Documentation best practices for RAG applications - AWS Prescriptive Guidance

Documentation best practices for RAG applications

Developing a successful Retrieval-Augmented Generation (RAG) application requires careful consideration of various document-related factors to optimize its performance. The best practices in this section are curated based on experience building RAG systems with many organization leaders. The following are several key best practices for documents to enhance the effectiveness of your RAG application:

  • Use headings and subheadings properly – Organizing your content with clear headings and subheadings improves readability and helps RAG models understand the structure of your documents. This practice enables the models to better navigate and extract information from the documents, which enhances the quality of the generated responses.

  • Ensure numbering is sequential – When using numbered lists, it's important to maintain proper numbering to avoid confusion. Ensure that each list item is numbered sequentially without skipping numbers. This helps maintain clarity and coherence in your content.

  • Add transitions between list items – Providing transitions between items in a bulleted or numbered list helps guide the LLM through the content. For example, you can use phrases like "After completing step 2, do..." to connect ideas and improve the flow of information.

  • Replace tables – Avoid using tables. Format this information in multi-level bulleted lists or in a flat-level syntax. Flat-level syntax is arranging elements or items at the same hierarchical level, without nested levels of subordination. These structures help LLMs to digest the information. Because most indexed documents are read from left to right, flat-level syntax allows information to follow more coherently without needing to reference an additional dimension. This format is more conducive to RAG applications because it presents information in a structured and easily digestible manner.

  • Preprocess graphical information for efficiency – Multi-modal LLMs can ingest both image and text. Reduce the resolution of images, remove redundant images, and describe the content of graphical elements in text format. These measures improve meaningful context, avoid consuming tokens unnecessarily, and improve accessibility for RAG models.
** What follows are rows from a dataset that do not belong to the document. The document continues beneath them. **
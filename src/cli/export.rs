//! CLI commands for data export
//!
//! Full snapshots go to JSON or YAML; the sectioned report and the
//! per-collection tables go to CSV.

use crate::error::{SitebookError, SitebookResult};
use crate::export::{
    expense_table, export_full_json, export_full_yaml, export_report_csv, income_table,
    labour_summary_table, payment_table, write_csv_table, CsvTable, ExportMetadata,
};
use crate::ledger::labour_stats;
use crate::storage::Storage;
use clap::{Subcommand, ValueEnum};
use std::fs::File;
use std::io::{BufWriter, Write};
use std::path::{Path, PathBuf};

/// Snapshot format
#[derive(Debug, Clone, Copy, ValueEnum)]
pub enum ExportFormat {
    /// JSON, importable and compatible with backups
    Json,
    /// YAML, human-readable
    Yaml,
}

/// Export subcommands
#[derive(Subcommand, Debug)]
pub enum ExportCommands {
    /// Export every record and the settings
    All {
        /// Output file path
        output: PathBuf,

        #[arg(short, long, value_enum, default_value = "json")]
        format: ExportFormat,

        /// Pretty-print JSON output
        #[arg(long)]
        pretty: bool,
    },

    /// Export the sectioned CSV report (income, expenses, labour payments)
    Report {
        /// Output file path
        output: PathBuf,
    },

    /// Export direct incomes to CSV
    Incomes { output: PathBuf },

    /// Export expenses to CSV
    Expenses { output: PathBuf },

    /// Export labour payments to CSV
    Payments { output: PathBuf },

    /// Export the per-worker wage summary to CSV
    Labour { output: PathBuf },

    /// Show what an export would contain without writing files
    Info,
}

/// Handle export commands
pub fn handle_export_command(storage: &Storage, cmd: ExportCommands) -> SitebookResult<()> {
    match cmd {
        ExportCommands::All {
            output,
            format,
            pretty,
        } => {
            let mut writer = create_output(&output)?;
            match format {
                ExportFormat::Json => export_full_json(storage, &mut writer, pretty)?,
                ExportFormat::Yaml => export_full_yaml(storage, &mut writer)?,
            }
            writer.flush()?;
            println!("Full data exported to: {}", output.display());
        }

        ExportCommands::Report { output } => {
            let mut writer = create_output(&output)?;
            export_report_csv(&storage.records()?, &mut writer)?;
            writer.flush()?;
            println!("Report exported to: {}", output.display());
        }

        ExportCommands::Incomes { output } => {
            let records = storage.records()?;
            write_table(&output, &income_table(&records.incomes))?;
        }

        ExportCommands::Expenses { output } => {
            let records = storage.records()?;
            write_table(&output, &expense_table(&records.expenses))?;
        }

        ExportCommands::Payments { output } => {
            let records = storage.records()?;
            write_table(&output, &payment_table(&records.payments, &records.labours))?;
        }

        ExportCommands::Labour { output } => {
            let records = storage.records()?;
            let stats = labour_stats(&records.labours, &records.attendance, &records.payments);
            write_table(&output, &labour_summary_table(&stats))?;
        }

        ExportCommands::Info => {
            let records = storage.records()?;
            let meta = ExportMetadata::describe(&records);

            println!("Export Information");
            println!("==================");
            println!("  Incomes:     {}", meta.income_count);
            println!("  Expenses:    {}", meta.expense_count);
            println!("  Vendors:     {}", meta.vendor_count);
            println!("  Workers:     {}", meta.labour_count);
            println!("  Attendance:  {}", meta.attendance_count);
            println!("  Payments:    {}", meta.payment_count);
            if let (Some(earliest), Some(latest)) = (&meta.earliest_date, &meta.latest_date) {
                println!("  Date range:  {} to {}", earliest, latest);
            }
        }
    }

    Ok(())
}

fn create_output(output: &Path) -> SitebookResult<BufWriter<File>> {
    let file = File::create(output).map_err(|e| {
        SitebookError::Export(format!(
            "Failed to create file {}: {}",
            output.display(),
            e
        ))
    })?;
    Ok(BufWriter::new(file))
}

fn write_table(output: &Path, table: &CsvTable) -> SitebookResult<()> {
    let mut writer = create_output(output)?;
    write_csv_table(table, &mut writer)?;
    writer.flush()?;
    println!("{} row(s) exported to: {}", table.rows.len(), output.display());
    Ok(())
}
  • Add session starters for common queries – When addressing common questions or tasks, such as "How do I order software?", add a session starter that transitions the reader into the process. For example, you might add "If you are looking to order software, follow the steps below…". This helps to create high semantic matching, which helps the LLM construct a cohesive response.

  • Add summarization to each section After each heading or subheading, add a brief and concise summary of the content in that section. This can increase semantic coverage and reinforce key points. This improves the accuracy of similarity search within the embedding space, thus improving the performance of the RAG application. This is particularly helpful if the document is intended for both LLM and human consumption or if table and graphical elements are necessary.

  • Disambiguation – Documents should be concise and focused. LLMs generate responses based on retrieved excerpts, so disambiguation helps the model use clear and relevant information. This results in more accurate and informative responses.

  • Define abbreviations and set context – LLMs are trained on large amount of internet data, and most of the time, they do not have the context of an enterprise's internal documents. Therefore, setting context, defining abbreviations, and avoiding or defining company-specific terminology helps the LLM understand your enterprise data. This helps the LLM to answer questions more accurately and can help prevent hallucinations.

  • Restructure large documents into smaller documents for efficient tagging and indexing Avoid indexing a large document that contains multiple subtopics. Consider dividing the large document into smaller, self-contained documents that have clear titles. This improves indexing and tagging.